Music: I went to a Hanson concert last week. And OHMUGAWSH. It was amazing. Yes, I'm talking about these guys. They are actually really talented musicians these days. Here's one of their more recent songs:


Also, I'm digging Sherwood's new album, QU. It took me a while, but now I can't stop listening to it. I suggest you do the same.


A New Plan: Recently I read a post on Elise's blog about her new, fabulous plan for 2010. It got me thinking. This whole "live in the moment" experiment I've been trying lately is simply boring. I know, I know, all the yogis and Dali Lamas say that the present is a gift and that we should bask in it. But making plans for the future is just too much fun.

So Elise's blog got me thinking I need a new plan.
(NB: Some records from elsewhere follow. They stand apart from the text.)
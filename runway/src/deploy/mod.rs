//! Collaborator command builders and the canonical deploy pipeline.
//!
//! The external tools (source-control client, container build engine,
//! container orchestrator) are opaque to the executor; this module only
//! knows how to phrase their invocations. `deploy_pipeline` assembles the
//! observed Cleanup → Clone → CopyConfigs → Build → Deploy sequence with
//! log capture and teardown wired into the failure path.

use crate::command::{Command, CommandRunner};
use crate::errors::RunwayError;
use crate::pipeline::{Executor, PipelineSpec, PostActions, Stage};
use crate::probe::{ProbeConfig, ReadinessProbe};
use serde::{Deserialize, Serialize};
use std::path::{Path, PathBuf};
use std::sync::Arc;

/// Inputs for the canonical deploy pipeline.
///
/// Every path and URL is a configuration input; nothing is hardcoded. The
/// `workspace` is the single mutable build context, exclusively owned by
/// one run at a time; the cleanup stage tears down leftovers from a prior
/// run rather than locking.
#[derive(Debug, Clone, Serialize, Deserialize)]
pub struct DeployConfig {
    /// Source repository URL.
    pub repo_url: String,
    /// Branch to materialize.
    pub branch: String,
    /// Image tag produced by the build.
    pub image_tag: String,
    /// Working tree and build context for the run.
    pub workspace: PathBuf,
    /// Compose definition driving the deployment.
    pub compose_file: PathBuf,
    /// Externally supplied config files copied into the build context
    /// before the build stage. Treated as opaque blobs.
    #[serde(default)]
    pub config_files: Vec<PathBuf>,
    /// Health endpoint used to verify the deployment.
    pub health_url: String,
    /// Probe pacing; defaults applied when omitted.
    #[serde(default, skip_serializing_if = "Option::is_none")]
    pub probe: Option<ProbeOverrides>,
}

/// Optional probe pacing overrides carried in the deploy config.
#[derive(Debug, Clone, Default, Serialize, Deserialize)]
pub struct ProbeOverrides {
    /// Maximum probe attempts.
    #[serde(default, skip_serializing_if = "Option::is_none")]
    pub max_attempts: Option<usize>,
    /// Base delay between attempts in milliseconds.
    #[serde(default, skip_serializing_if = "Option::is_none")]
    pub base_delay_ms: Option<u64>,
}

impl DeployConfig {
    /// Builds the probe configuration for this deployment.
    #[must_use]
    pub fn probe_config(&self) -> ProbeConfig {
        let mut config = ProbeConfig::new(&self.health_url);
        if let Some(overrides) = &self.probe {
            if let Some(attempts) = overrides.max_attempts {
                config = config.with_max_attempts(attempts);
            }
            if let Some(delay) = overrides.base_delay_ms {
                config = config.with_base_delay_ms(delay);
            }
        }
        config
    }
}

/// Materializes a working tree at `dest` from the given branch.
#[must_use]
pub fn git_clone(url: &str, branch: &str, dest: &Path) -> Command {
    Command::new("git")
        .args(["clone", "--branch", branch, "--single-branch", url])
        .arg(dest.to_string_lossy())
}

/// Builds a named image from the build context.
#[must_use]
pub fn docker_build(tag: &str, context: &Path) -> Command {
    Command::new("docker")
        .args(["build", "-t", tag])
        .arg(context.to_string_lossy())
}

/// Starts the composed services, optionally detached.
#[must_use]
pub fn compose_up(file: &Path, detached: bool) -> Command {
    let cmd = Command::new("docker-compose")
        .arg("-f")
        .arg(file.to_string_lossy())
        .arg("up");
    if detached {
        cmd.arg("-d")
    } else {
        cmd
    }
}

/// Tears the composed services down, optionally removing volumes.
#[must_use]
pub fn compose_down(file: &Path, volumes: bool) -> Command {
    let cmd = Command::new("docker-compose")
        .arg("-f")
        .arg(file.to_string_lossy())
        .arg("down");
    if volumes {
        cmd.arg("--volumes")
    } else {
        cmd
    }
}

/// Captures the composed services' logs.
#[must_use]
pub fn compose_logs(file: &Path) -> Command {
    Command::new("docker-compose")
        .arg("-f")
        .arg(file.to_string_lossy())
        .args(["logs", "--no-color"])
}

/// Copies an opaque configuration blob into the build context.
#[must_use]
pub fn copy_config(src: &Path, dest_dir: &Path) -> Command {
    Command::new("cp")
        .arg(src.to_string_lossy())
        .arg(dest_dir.to_string_lossy())
}

/// Assembles the canonical deploy pipeline for the given config.
///
/// Cleanup tolerates every failure (there may be nothing to tear down);
/// every later stage is fatal on first failure. The failure path captures
/// orchestrator logs before tearing resources down, and the always-phase
/// logs completion.
#[must_use]
pub fn deploy_pipeline(config: &DeployConfig) -> PipelineSpec {
    let workspace = config.workspace.as_path();
    let compose_file = config.compose_file.as_path();

    let mut copy_stage = Stage::new("copy-configs");
    for file in &config.config_files {
        copy_stage = copy_stage.command(copy_config(file, workspace));
    }

    PipelineSpec {
        name: "deploy".to_string(),
        stages: vec![
            Stage::new("cleanup")
                .command(compose_down(compose_file, true).tolerated())
                .command(
                    Command::new("rm")
                        .arg("-rf")
                        .arg(workspace.to_string_lossy())
                        .tolerated(),
                ),
            Stage::new("clone").command(git_clone(&config.repo_url, &config.branch, workspace)),
            copy_stage,
            Stage::new("build").command(docker_build(&config.image_tag, workspace)),
            Stage::new("deploy").command(compose_up(compose_file, true)),
        ],
        post: PostActions::new()
            .always(Command::new("echo").arg("Pipeline completed"))
            .on_failure(compose_logs(compose_file))
            .on_failure(compose_down(compose_file, true)),
        workdir: None,
    }
}

/// Runs the canonical deploy pipeline and verifies the deployment.
///
/// # Errors
///
/// Returns an error only if the readiness probe cannot be constructed;
/// stage and probe failures are reported through the returned result.
pub async fn run_deploy(
    config: &DeployConfig,
    runner: Arc<dyn CommandRunner>,
) -> Result<crate::core::RunResult, RunwayError> {
    let spec = deploy_pipeline(config);
    let probe = ReadinessProbe::new(config.probe_config())?;
    let executor = Executor::new(runner);
    Ok(executor.run_with_verify(&spec, &probe).await)
}

#[cfg(test)]
mod tests {
    use super::*;
    use pretty_assertions::assert_eq;

    fn sample_config() -> DeployConfig {
        DeployConfig {
            repo_url: "https://example.com/app.git".to_string(),
            branch: "main".to_string(),
            image_tag: "app:latest".to_string(),
            workspace: PathBuf::from("/var/lib/runway/workspace"),
            compose_file: PathBuf::from("/var/lib/runway/workspace/docker-compose.yml"),
            config_files: vec![
                PathBuf::from("/etc/runway/app.env"),
                PathBuf::from("/etc/runway/db.env"),
            ],
            health_url: "http://localhost:8080/health".to_string(),
            probe: None,
        }
    }

    #[test]
    fn test_git_clone_command() {
        let cmd = git_clone("https://example.com/app.git", "main", Path::new("/tmp/ws"));
        assert_eq!(
            cmd.display_line(),
            "git clone --branch main --single-branch https://example.com/app.git /tmp/ws"
        );
    }

    #[test]
    fn test_compose_commands() {
        let file = Path::new("docker-compose.yml");

        assert_eq!(
            compose_up(file, true).display_line(),
            "docker-compose -f docker-compose.yml up -d"
        );
        assert_eq!(
            compose_down(file, true).display_line(),
            "docker-compose -f docker-compose.yml down --volumes"
        );
        assert_eq!(
            compose_down(file, false).display_line(),
            "docker-compose -f docker-compose.yml down"
        );
        assert_eq!(
            compose_logs(file).display_line(),
            "docker-compose -f docker-compose.yml logs --no-color"
        );
    }

    #[test]
    fn test_deploy_pipeline_shape() {
        let spec = deploy_pipeline(&sample_config());

        let names: Vec<_> = spec.stages.iter().map(|s| s.name.as_str()).collect();
        assert_eq!(
            names,
            vec!["cleanup", "clone", "copy-configs", "build", "deploy"]
        );

        // Cleanup tolerates everything; later stages are fatal.
        assert!(spec.stages[0].commands.iter().all(|c| c.tolerate_failure));
        assert!(spec.stages[1..]
            .iter()
            .flat_map(|s| &s.commands)
            .all(|c| !c.tolerate_failure));

        // Logs are captured before teardown in the failure path.
        assert_eq!(spec.post.on_failure.len(), 2);
        assert!(spec.post.on_failure[0].display_line().contains("logs"));
        assert!(spec.post.on_failure[1].display_line().contains("down"));
        assert_eq!(spec.post.always.len(), 1);
    }

    #[test]
    fn test_copy_configs_one_command_per_file() {
        let spec = deploy_pipeline(&sample_config());
        let copy_stage = &spec.stages[2];
        assert_eq!(copy_stage.commands.len(), 2);
        assert!(copy_stage.commands[0].display_line().starts_with("cp "));
    }

    #[test]
    fn test_probe_config_overrides() {
        let mut config = sample_config();
        assert_eq!(config.probe_config().max_attempts, 10);

        config.probe = Some(ProbeOverrides {
            max_attempts: Some(3),
            base_delay_ms: Some(50),
        });
        let probe = config.probe_config();
        assert_eq!(probe.max_attempts, 3);
        assert_eq!(probe.base_delay_ms, 50);
        assert_eq!(probe.url, "http://localhost:8080/health");
    }

    #[test]
    fn test_deploy_config_deserializes() {
        let json = r#"{
            "repo_url": "https://example.com/app.git",
            "branch": "release",
            "image_tag": "app:1.2",
            "workspace": "/tmp/ws",
            "compose_file": "/tmp/ws/docker-compose.yml",
            "health_url": "http://localhost:8080/health"
        }"#;

        let config: DeployConfig = serde_json::from_str(json).unwrap();
        assert_eq!(config.branch, "release");
        assert!(config.config_files.is_empty());
        assert!(config.probe.is_none());
    }
}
But that's about as far as I got as life decided to stand in the limelight for a while. And then it was Halloween. What a waste of my time. I spent months sewing this dress that didn't come out like I wanted, my friends were being weird, the parties we went to were lame. I climbed into my bed around 3, completely sober, thinking that I am not living a good story. That's my new experiment, the way I'm going to make my "present" worth something. But more on that on day, I'm still working out the kinks.

The Monday after Halloween weekend, my boss looked at me very seriously and said they were thinking about moving to Austin, and would I come along. I think she was hoping I would be the voice of reason and say no and then list all the logical reasons why they shouldn't move either. But I didn't. I mean part of me wanted to, but that part was very quiet and new better than to speak up. The reckless part of me, that usually gets me into the most fun/trouble said "Yes!"
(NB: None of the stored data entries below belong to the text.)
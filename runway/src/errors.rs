//! Error types for the runway executor.
//!
//! The taxonomy mirrors the failure policy of the executor: command-level
//! failures, untolerated stage aborts, probe exhaustion, and cancellation.
//! Failures in the post-processing phases are never represented here because
//! they never escalate; they are logged warnings only.

use thiserror::Error;

/// The main error type for runway operations.
#[derive(Debug, Error)]
pub enum RunwayError {
    /// A pipeline validation error occurred.
    #[error("{0}")]
    Validation(#[from] PipelineValidationError),

    /// A command could not be invoked at all.
    #[error("{0}")]
    Command(#[from] CommandError),

    /// An untolerated command failure halted the pipeline.
    #[error("{0}")]
    StageAbort(#[from] StageAbortError),

    /// The readiness probe never observed a healthy response.
    #[error("{0}")]
    Probe(#[from] ProbeError),

    /// The run was cancelled before completion.
    #[error("Pipeline cancelled: {0}")]
    Cancelled(String),

    /// Serialization/deserialization error.
    #[error("Serialization error: {0}")]
    Serialization(#[from] serde_json::Error),

    /// IO error.
    #[error("IO error: {0}")]
    Io(#[from] std::io::Error),
}

/// Error raised when pipeline validation fails.
#[derive(Debug, Clone, Error)]
#[error("{message}")]
pub struct PipelineValidationError {
    /// The error message.
    pub message: String,
    /// The stages involved in the error, if any.
    pub stages: Vec<String>,
}

impl PipelineValidationError {
    /// Creates a new pipeline validation error.
    #[must_use]
    pub fn new(message: impl Into<String>) -> Self {
        Self {
            message: message.into(),
            stages: Vec::new(),
        }
    }

    /// Sets the stages involved.
    #[must_use]
    pub fn with_stages(mut self, stages: Vec<String>) -> Self {
        self.stages = stages;
        self
    }
}

/// Errors raised when an external command cannot be invoked.
///
/// A command that runs and exits non-zero is not a `CommandError`; its exit
/// code is captured in the run record and judged by the tolerance policy.
#[derive(Debug, Error)]
pub enum CommandError {
    /// The process could not be spawned (missing binary, permissions).
    #[error("Failed to spawn '{program}': {source}")]
    Spawn {
        /// The program that failed to start.
        program: String,
        /// The underlying IO error.
        #[source]
        source: std::io::Error,
    },

    /// The captured output could not be collected.
    #[error("Failed to capture output of '{program}': {source}")]
    Capture {
        /// The program whose output was lost.
        program: String,
        /// The underlying IO error.
        #[source]
        source: std::io::Error,
    },
}

impl CommandError {
    /// Returns the program name the error refers to.
    #[must_use]
    pub fn program(&self) -> &str {
        match self {
            Self::Spawn { program, .. } | Self::Capture { program, .. } => program,
        }
    }
}

/// Error raised when an untolerated command failure aborts the stage loop.
#[derive(Debug, Clone, Error)]
#[error("Stage '{stage}' aborted: '{command}' exited with code {exit_code}")]
pub struct StageAbortError {
    /// The stage that was executing when the failure occurred.
    pub stage: String,
    /// The command line that failed.
    pub command: String,
    /// The exit code of the failing command.
    pub exit_code: i32,
}

impl StageAbortError {
    /// Creates a new stage abort error.
    #[must_use]
    pub fn new(
        stage: impl Into<String>,
        command: impl Into<String>,
        exit_code: i32,
    ) -> Self {
        Self {
            stage: stage.into(),
            command: command.into(),
            exit_code,
        }
    }
}

/// Errors raised by the readiness probe.
#[derive(Debug, Error)]
pub enum ProbeError {
    /// The endpoint never returned a 2xx response within the attempt budget.
    #[error(
        "Endpoint {url} not ready after {attempts} attempts (last status: {})",
        last_status.map_or_else(|| "no response".to_string(), |s| s.to_string())
    )]
    Unhealthy {
        /// The probed URL.
        url: String,
        /// How many attempts were made.
        attempts: usize,
        /// The last HTTP status observed, if any response arrived.
        last_status: Option<u16>,
    },

    /// The HTTP client could not be constructed.
    #[error("Probe client error: {0}")]
    Client(#[from] reqwest::Error),
}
That was my inciting incident. Technically an inciting incident is this:
"The inciting incident is a plot element and arrives near the beginning of the drama. It can be long or short and connects the situation that the characters find themselves at the beginning or before the play begins to the end of the play. It begins the action and also sets up the main question (Motivating Question) that the audience wants the play to answer. The focus, therefore, is both on the character and audience suspense."
If I am going to live my life like a well loved novel, this is my chance to get it started. It's the start of my drama, a young girl moving to a new state where she hardly knows anyone, pursuing her dream and not knowing where it will take her. I'll be one step closer to finding the answer to that "motivating question." Why am I on this Earth and what am I supposed to be doing?

Austin is an amazing art town with creative types running around everywhere. Seems like I'll fit in well. If any of you lovely readers are from Austin, have any tips? I hear the college campus there has a turtle pond. I'm hoping this turns out to be as awesome as it sounds.

It's not for sure yet, but I feel like it's a very VERY good possibility. But told tell anybody. It's totally top secret for now ;)


A New Leading Man (maybe): And because every good story has a bit of conflict in it (ok, a LOT of conflict), my first hurdle has appeared. There is this boy, let's call him Mr. Nice Guy. He's a friend of a friend and we met a few years ago when we were both in the music program. Back then I was a little out of control when it came to the opposite sex. I mean, I'm still a little nutty, but it's nothing compared to then. Somehow I acquired his number and would invite him to random outings. He worked at the Starbucks by my house and I would go in when I knew he was working. He saw through it all, of course. Disastrous is really the only word for it all. So I'm trying to be the polar opposite of that. So far I haven't stalked him at all so I'm already improving from last time.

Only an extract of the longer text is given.